1° settembre. I giorni che in estate si tende a confondere, perdendo la cognizione del tempo e
riafferrandola di tanto in tanto, si fanno improvvisamente chiari e precisi. Dalle finestre ancora aperte entra il suono delle campanine e allora realizzi che è arrivato, è arrivato settembre a Gianico.
La tradizione vuole che dal 1 all’8 settembre sia possibile salire sul campanile del Santuario della Madonnina per suonare l’allegrezza. Una melodia allegra, che risveglia il paese intero e lo scuote per la festa, in stand-by da qualche anno a causa della pandemia. L’allegrezza, contrariamente a quanto si potrebbe pensare, è anche un motivo malinconico. Un batacchio che ricorda l’incessante scorrere del tempo, il suono delle cose che finiscono, dell’autunno che si avvicina.

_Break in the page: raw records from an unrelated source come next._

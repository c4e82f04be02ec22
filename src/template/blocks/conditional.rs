// ABOUTME: IF / ELSEIF / ELSE / ENDIF block evaluation
// ABOUTME: Renders the body of the first branch whose condition holds

use std::sync::Arc;

use super::render_body;
use crate::template::engine::Renderer;
use crate::template::error::{Result, TemplateError};
use crate::template::expression;
use crate::template::scanner::{self, Keyword};
use crate::template::scope::Scope;
use crate::template::value::Value;

/// A branch condition (`None` for `else`) and the byte range of its body
struct Branch {
    condition: Option<String>,
    start: usize,
    end: usize,
}

fn branches(block: &str) -> Option<Vec<Branch>> {
    let tags = scanner::tags(block);
    let opener = tags.first().filter(|tag| tag.keyword == Some(Keyword::If))?;
    let close = scanner::find_closing(&tags, 0, Keyword::If, Keyword::EndIf)?;

    let mut branches = Vec::new();
    let mut current = Branch {
        condition: Some(opener.argument.clone()),
        start: opener.end,
        end: opener.end,
    };
    let mut depth = 0usize;

    for tag in &tags[1..close] {
        match tag.keyword {
            Some(Keyword::If) => depth += 1,
            Some(Keyword::EndIf) => depth = depth.saturating_sub(1),
            Some(Keyword::ElseIf | Keyword::Else) if depth == 0 => {
                current.end = tag.start;
                let condition = (tag.keyword == Some(Keyword::ElseIf)).then(|| tag.argument.clone());
                let next = Branch {
                    condition,
                    start: tag.end,
                    end: tag.end,
                };
                branches.push(std::mem::replace(&mut current, next));
            }
            _ => {}
        }
    }
    current.end = tags[close].start;
    branches.push(current);
    Some(branches)
}

/// Evaluate an IF block. No matching branch renders as empty text; a
/// condition that cannot be evaluated leaves the block without a value.
pub(crate) fn evaluate(renderer: &mut Renderer<'_>, block: &str, scope: &Arc<Scope>) -> Result<Value> {
    let Some(branches) = branches(block) else {
        renderer.record(TemplateError::block("if", "could not match branches"));
        return Ok(Value::Null);
    };

    for branch in &branches {
        let holds = match &branch.condition {
            None => true,
            Some(condition) => match expression::evaluate(condition, scope) {
                Ok(value) => value.is_truthy(),
                Err(error) => {
                    renderer.record(error);
                    return Ok(Value::Null);
                }
            },
        };
        if holds {
            let body = render_body(renderer, block, branch.start, branch.end, scope)?;
            return Ok(Value::String(body));
        }
    }

    Ok(Value::String(String::new()))
}

#[cfg(test)]
mod tests {
    use super::*;

    #[test]
    fn test_branches_split_at_top_level_only() {
        let block = "{{ if a }}A{{ if b }}B{{ else }}C{{ endif }}{{ elseif c }}D{{ else }}E{{ endif }}";
        let found = branches(block).unwrap();
        assert_eq!(found.len(), 3);
        assert_eq!(found[0].condition.as_deref(), Some("a"));
        assert_eq!(&block[found[0].start..found[0].end], "A{{ if b }}B{{ else }}C{{ endif }}");
        assert_eq!(found[1].condition.as_deref(), Some("c"));
        assert_eq!(&block[found[1].start..found[1].end], "D");
        assert_eq!(found[2].condition, None);
        assert_eq!(&block[found[2].start..found[2].end], "E");
    }

    #[test]
    fn test_else_if_spelling() {
        let block = "{{ IF x > 1 }}big{{ else if x > 0 }}small{{ ENDIF }}";
        let found = branches(block).unwrap();
        assert_eq!(found.len(), 2);
        assert_eq!(found[1].condition.as_deref(), Some("x > 0"));
    }
}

Per i giovani è una sorta di rito di passaggio: sei grande quando puoi salire sul campanile da solo e magari anche sederti su quelle scale a pioli un po’ consumate per provare a suonare. Qualcuno che ti possa insegnare c’è sempre, i ragazzi più grandi sono spesso i primi ad arrivare e gli ultimi a scendere, tanto che hanno persino costituito una squadra vera e propria, il Team Calca&Rita. Il ritmo è subito imparato, due battiti con la sinistra e uno con la destra, ma il batacchio pesa e dopo un po’ ti fanno male le braccia. Non importa, perché pensi subito che la tua melodia, magari un po’ incerta e imprecisa, a volte totalmente sbagliata, ha risuonato per le vie e i cortili, arrivando dappertutto.
Le persone percepiscono i ritmi diversi, sentono che c’è qualcosa che non va e sorridono pensando che probabilmente si tratta di qualcuno che sta imparando. “Ci siamo passati tutti”, ed effettivamente è stato così. Anche i meno temerari un giro sul campanile l’hanno fatto. Se non per suonare, anche solo per ammirare il panorama da quella posizione che ti convince di trovarti in uno dei posti più belli di sempre. Sono molti i gianichesi che affermano di vivere nel “paese più bello del mondo”, se domandi loro quale sia il motivo probabilmente non sanno dirtelo.
Forse sono troppi, forse ne hanno solo uno e non vogliono trasformarlo in parole. Forse è l’aria che si respira, il senso di comunità che ritrovi nei cortili aperti le sere d’estate, in un campo estivo in montagna, davanti ad un falò che ti scalda. Forse è il 1° settembre che, ogni volta, ti fa dire “questa è casa mia”.